Salesman Gregor Samsa awakes one morning to find himself transformed into a gigantic insect. Franz Kafka’s novella, first published in 1915, is a traumatic, compulsive psychological drama. The parable has had many interpretations: Freudian, Absurdist and political.

I first saw Metamorphosis on stage in a Steven Berkoff production at the Mermaid Theatre in which there was a remarkably repulsive performance by Terry J McGinity, who scuttled across the stage, his hands scratching the floor. The most recent adaptation has been by David Farr and Gisli Orn Gardarsson at the Lyric, Hammersmith, which updated the story to the 1930s and the Holocaust. Gardarsson, an Icelandic acrobat, aerialist and actor, did prodigious acrobatic feats, climbing walls and hanging upside down; yet he always looked human.

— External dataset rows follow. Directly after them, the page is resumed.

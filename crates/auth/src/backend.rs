//! Concrete session-auth backend
//!
//! Wraps the token codec, the identity-resolution strategy, and the user
//! store. Domain states expose this via `FromRef`:
//! ```ignore
//! impl FromRef<MyDomainState> for SessionAuth {
//!     fn from_ref(state: &MyDomainState) -> Self {
//!         state.auth.clone()
//!     }
//! }
//! ```

use std::sync::Arc;

use axum::http::HeaderMap;
use cookie::Cookie;

use crate::claims::SessionPayload;
use crate::codec::SessionCodec;
use crate::config::AuthConfig;
use crate::error::AuthError;
use crate::resolver::IdentityResolver;
use crate::session;
use crate::store::UserStore;
use crate::types::{AuthIdentity, Role};

/// Default allow-list for the elevated-role guard
pub const ELEVATED_ROLES: &[Role] = &[Role::Expert, Role::Admin];

/// Session authentication backend shared across handlers.
#[derive(Clone)]
pub struct SessionAuth {
    config: AuthConfig,
    codec: SessionCodec,
    resolver: Arc<dyn IdentityResolver>,
    store: Arc<dyn UserStore>,
}

impl SessionAuth {
    /// Assemble the backend. The resolver decides whether role-guarded
    /// calls trust token claims or re-validate against `store`; the
    /// admin guard always re-validates regardless.
    pub fn new(
        config: AuthConfig,
        store: Arc<dyn UserStore>,
        resolver: Arc<dyn IdentityResolver>,
    ) -> Self {
        let codec = SessionCodec::new(config.session_secret.clone(), config.max_age_seconds);
        Self {
            config,
            codec,
            resolver,
            store,
        }
    }

    pub fn config(&self) -> &AuthConfig {
        &self.config
    }

    pub fn codec(&self) -> &SessionCodec {
        &self.codec
    }

    /// Recover the verified session payload from request headers, if any.
    pub fn session(&self, headers: &HeaderMap) -> Option<SessionPayload> {
        session::session_from_headers(headers, &self.codec, &self.config.cookie_name)
    }

    /// Resolve claims into an identity using the configured strategy.
    pub async fn resolve(&self, claims: &SessionPayload) -> Result<AuthIdentity, AuthError> {
        self.resolver.resolve(claims).await
    }

    /// Authorize access restricted to the roles in `allowed`.
    ///
    /// Identity comes from the configured resolution strategy, so in
    /// local deployments the live record's role is what gets checked.
    pub async fn require_elevated(
        &self,
        headers: &HeaderMap,
        allowed: &[Role],
    ) -> Result<AuthIdentity, AuthError> {
        let claims = self.session(headers).ok_or(AuthError::Unauthorized)?;
        let identity = self.resolver.resolve(&claims).await?;

        if !allowed.contains(&identity.role) {
            return Err(AuthError::PermissionDenied);
        }

        Ok(identity)
    }

    /// Authorize access restricted exclusively to admins.
    ///
    /// Always re-fetches the live record; admin actions are too sensitive
    /// to trust token-embedded claims in any deployment mode.
    pub async fn require_admin(&self, headers: &HeaderMap) -> Result<AuthIdentity, AuthError> {
        let claims = self.session(headers).ok_or(AuthError::MissingSession)?;

        let record = self.store.find_by_id(&claims.sub).await.map_err(|e| {
            tracing::error!(error = %e, sub = %claims.sub, "failed to load user during admin check");
            AuthError::UserLoadError
        })?;

        match record {
            Some(record) if record.role.is_admin() => Ok(AuthIdentity::from(&record)),
            _ => Err(AuthError::AdminRequired),
        }
    }

    /// Build the session cookie for a freshly signed token.
    pub fn session_cookie(&self, token: String) -> Cookie<'static> {
        session::session_cookie(
            &self.config.cookie_name,
            token,
            self.config.secure_cookies,
            self.config.max_age_seconds,
        )
    }

    /// Build the cookie that clears the session.
    pub fn expired_session_cookie(&self) -> Cookie<'static> {
        session::expired_session_cookie(&self.config.cookie_name, self.config.secure_cookies)
    }
}

#[cfg(test)]
mod tests {
    use super::*;
    use crate::resolver::{RevalidateAgainstStore, TrustTokenClaims};
    use crate::store::{MemoryUserStore, NewUser};
    use crate::types::Plan;
    use axum::http::HeaderValue;

    fn new_user(email: &str, role: Role) -> NewUser {
        NewUser {
            email: email.to_string(),
            name: None,
            organization: None,
            password_hash: "salt:hash".to_string(),
            role,
            plan: Plan::Free,
            avatar_url: None,
        }
    }

    fn local_auth(store: Arc<MemoryUserStore>) -> SessionAuth {
        SessionAuth::new(
            AuthConfig::for_tests("backend-secret"),
            store.clone(),
            Arc::new(RevalidateAgainstStore::new(store)),
        )
    }

    fn remote_auth(store: Arc<MemoryUserStore>) -> SessionAuth {
        SessionAuth::new(
            AuthConfig::for_tests("backend-secret"),
            store,
            Arc::new(TrustTokenClaims),
        )
    }

    fn bearer_headers(auth: &SessionAuth, sub: &str, role: Role) -> HeaderMap {
        let token = auth
            .codec()
            .sign(&SessionPayload::new(sub, "user@example.com", role))
            .unwrap();
        let mut headers = HeaderMap::new();
        headers.insert(
            "authorization",
            HeaderValue::from_str(&format!("Bearer {token}")).unwrap(),
        );
        headers
    }

    #[tokio::test]
    async fn test_elevated_requires_session() {
        let auth = local_auth(Arc::new(MemoryUserStore::new()));
        let err = auth
            .require_elevated(&HeaderMap::new(), ELEVATED_ROLES)
            .await
            .unwrap_err();
        assert_eq!(err, AuthError::Unauthorized);
    }

    #[tokio::test]
    async fn test_elevated_allow_list_per_role() {
        let store = Arc::new(MemoryUserStore::new());
        let auth = local_auth(store.clone());

        for (role, expected_ok) in [
            (Role::Farmer, false),
            (Role::Expert, true),
            (Role::Admin, true),
        ] {
            let user = store
                .create(new_user(&format!("{role}@example.com"), role))
                .await
                .unwrap();
            let headers = bearer_headers(&auth, &user.id, role);
            let result = auth.require_elevated(&headers, ELEVATED_ROLES).await;
            if expected_ok {
                assert_eq!(result.unwrap().role, role);
            } else {
                assert_eq!(result.unwrap_err(), AuthError::PermissionDenied);
            }
        }
    }

    #[tokio::test]
    async fn test_elevated_custom_allow_list() {
        let store = Arc::new(MemoryUserStore::new());
        let auth = local_auth(store.clone());
        let expert = store
            .create(new_user("expert@example.com", Role::Expert))
            .await
            .unwrap();

        let headers = bearer_headers(&auth, &expert.id, Role::Expert);
        let err = auth
            .require_elevated(&headers, &[Role::Admin])
            .await
            .unwrap_err();
        assert_eq!(err, AuthError::PermissionDenied);
    }

    #[tokio::test]
    async fn test_elevated_local_mode_deleted_user_is_expired() {
        let auth = local_auth(Arc::new(MemoryUserStore::new()));
        let headers = bearer_headers(&auth, "deleted-user", Role::Admin);
        let err = auth
            .require_elevated(&headers, ELEVATED_ROLES)
            .await
            .unwrap_err();
        assert_eq!(err, AuthError::SessionExpired);
    }

    #[tokio::test]
    async fn test_elevated_remote_mode_trusts_claims() {
        // Store is empty; the token role alone decides
        let auth = remote_auth(Arc::new(MemoryUserStore::new()));

        let headers = bearer_headers(&auth, "remote-user", Role::Expert);
        let identity = auth.require_elevated(&headers, ELEVATED_ROLES).await.unwrap();
        assert_eq!(identity.id, "remote-user");

        let headers = bearer_headers(&auth, "remote-user", Role::Farmer);
        let err = auth
            .require_elevated(&headers, ELEVATED_ROLES)
            .await
            .unwrap_err();
        assert_eq!(err, AuthError::PermissionDenied);
    }

    #[tokio::test]
    async fn test_admin_guard_refetches_live_role() {
        let store = Arc::new(MemoryUserStore::new());
        let auth = local_auth(store.clone());
        let user = store
            .create(new_user("promoted@example.com", Role::Farmer))
            .await
            .unwrap();

        // Token was minted while the user was still a farmer
        let headers = bearer_headers(&auth, &user.id, Role::Farmer);
        let err = auth.require_admin(&headers).await.unwrap_err();
        assert_eq!(err, AuthError::AdminRequired);

        // Promotion in the store takes effect without reissuing the token
        store.update_role(&user.id, Role::Admin).await.unwrap();
        let identity = auth.require_admin(&headers).await.unwrap();
        assert_eq!(identity.role, Role::Admin);
    }

    #[tokio::test]
    async fn test_admin_guard_never_trusts_claims() {
        // Even with the trusting resolver, an admin-role token for an
        // unknown subject must not pass the admin guard.
        let auth = remote_auth(Arc::new(MemoryUserStore::new()));
        let headers = bearer_headers(&auth, "forged-admin", Role::Admin);
        let err = auth.require_admin(&headers).await.unwrap_err();
        assert_eq!(err, AuthError::AdminRequired);
    }

    #[tokio::test]
    async fn test_admin_guard_missing_session() {
        let auth = local_auth(Arc::new(MemoryUserStore::new()));
        let err = auth.require_admin(&HeaderMap::new()).await.unwrap_err();
        assert_eq!(err, AuthError::MissingSession);
    }
}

The latest interpretation is a dance theatre piece by choreographer / director Arthur Pita to live music and to a pre-recorded loud and distorted soundscape by Frank Moon. Royal Ballet Principal Edward Watson won the 2012 Olivier Award for Outstanding Achievement in Dance for his performance as Gregor. Pita won the Critics' Circle National Dance Award.

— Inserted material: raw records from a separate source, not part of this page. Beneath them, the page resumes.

//! Session token claims

use serde::{Deserialize, Serialize};

use crate::codec::TOKEN_VERSION;
use crate::types::{Plan, Role};

fn default_version() -> u8 {
    TOKEN_VERSION
}

/// The authoritative claims of an authenticated request, carried entirely
/// inside the signed token.
///
/// The optional profile fields are denormalized copies used when a remote
/// backend owns the user data and no local re-fetch is possible. Wire
/// field names match the session cookie format already in the wild.
#[derive(Debug, Clone, PartialEq, Serialize, Deserialize)]
pub struct SessionPayload {
    /// Claim-shape version discriminator
    #[serde(rename = "v", default = "default_version")]
    pub version: u8,
    /// Subject (user ID)
    pub sub: String,
    /// Normalized (lowercased) email address
    pub email: String,
    /// Role at token-issuance time
    pub role: Role,
    /// Issued at (epoch millis)
    pub iat: u64,
    /// Random per-token value so identical claims never produce
    /// byte-identical tokens
    #[serde(skip_serializing_if = "Option::is_none")]
    pub nonce: Option<String>,
    #[serde(skip_serializing_if = "Option::is_none")]
    pub name: Option<String>,
    #[serde(skip_serializing_if = "Option::is_none")]
    pub organization: Option<String>,
    #[serde(skip_serializing_if = "Option::is_none")]
    pub plan: Option<Plan>,
    #[serde(rename = "avatarUrl", skip_serializing_if = "Option::is_none")]
    pub avatar_url: Option<String>,
    #[serde(rename = "createdAt", skip_serializing_if = "Option::is_none")]
    pub created_at: Option<String>,
    #[serde(rename = "updatedAt", skip_serializing_if = "Option::is_none")]
    pub updated_at: Option<String>,
}

impl SessionPayload {
    /// Create a minimal payload issued now.
    pub fn new(sub: impl Into<String>, email: impl Into<String>, role: Role) -> Self {
        Self {
            version: TOKEN_VERSION,
            sub: sub.into(),
            email: email.into(),
            role,
            iat: chrono::Utc::now().timestamp_millis() as u64,
            nonce: None,
            name: None,
            organization: None,
            plan: None,
            avatar_url: None,
            created_at: None,
            updated_at: None,
        }
    }

    /// Attach denormalized profile fields for remote-backend deployments.
    pub fn with_profile(
        mut self,
        name: Option<String>,
        organization: Option<String>,
        plan: Option<Plan>,
        avatar_url: Option<String>,
    ) -> Self {
        self.name = name;
        self.organization = organization;
        self.plan = plan;
        self.avatar_url = avatar_url;
        self
    }
}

Metamorphosis is performed on a traverse stage which is divided into the family kitchen and Gregor’s bedroom. There is a repeated expressionistic opening sequence which establishes his normal humdrum daily routine before his horrific transformation. Once transformed, he always looks like an insect. His family have hysterics. Only his teenage sister (Laura Day), who adores him, makes any real effort to reach out to him.

Edward Watson has an amazingly flexible physique and he gets his body into the most extraordinary mangled, knotted contortions. Legs and arms are interchangeable, fingers and toes are splayed. He rocks helplessly on his back. The clean white body and pants and the clean white floor get dirtier and dirtier. The most disgusting scene comes when his bedroom is invaded by oozy-black dung-beetles who rape him and cover him with their thick black slime. (How long, after the performance is finished, I wondered, does it take to clean up the mess?)

The 80-minute piece could do with some editing, especially when the focus is not on Watson. Pita seems to run out of ideas and introduces an over-extended intrusion by three comic bearded and bespectacled Jewish lodgers in long coats who would almost certainly have a better deal in Fiddler on the Roof.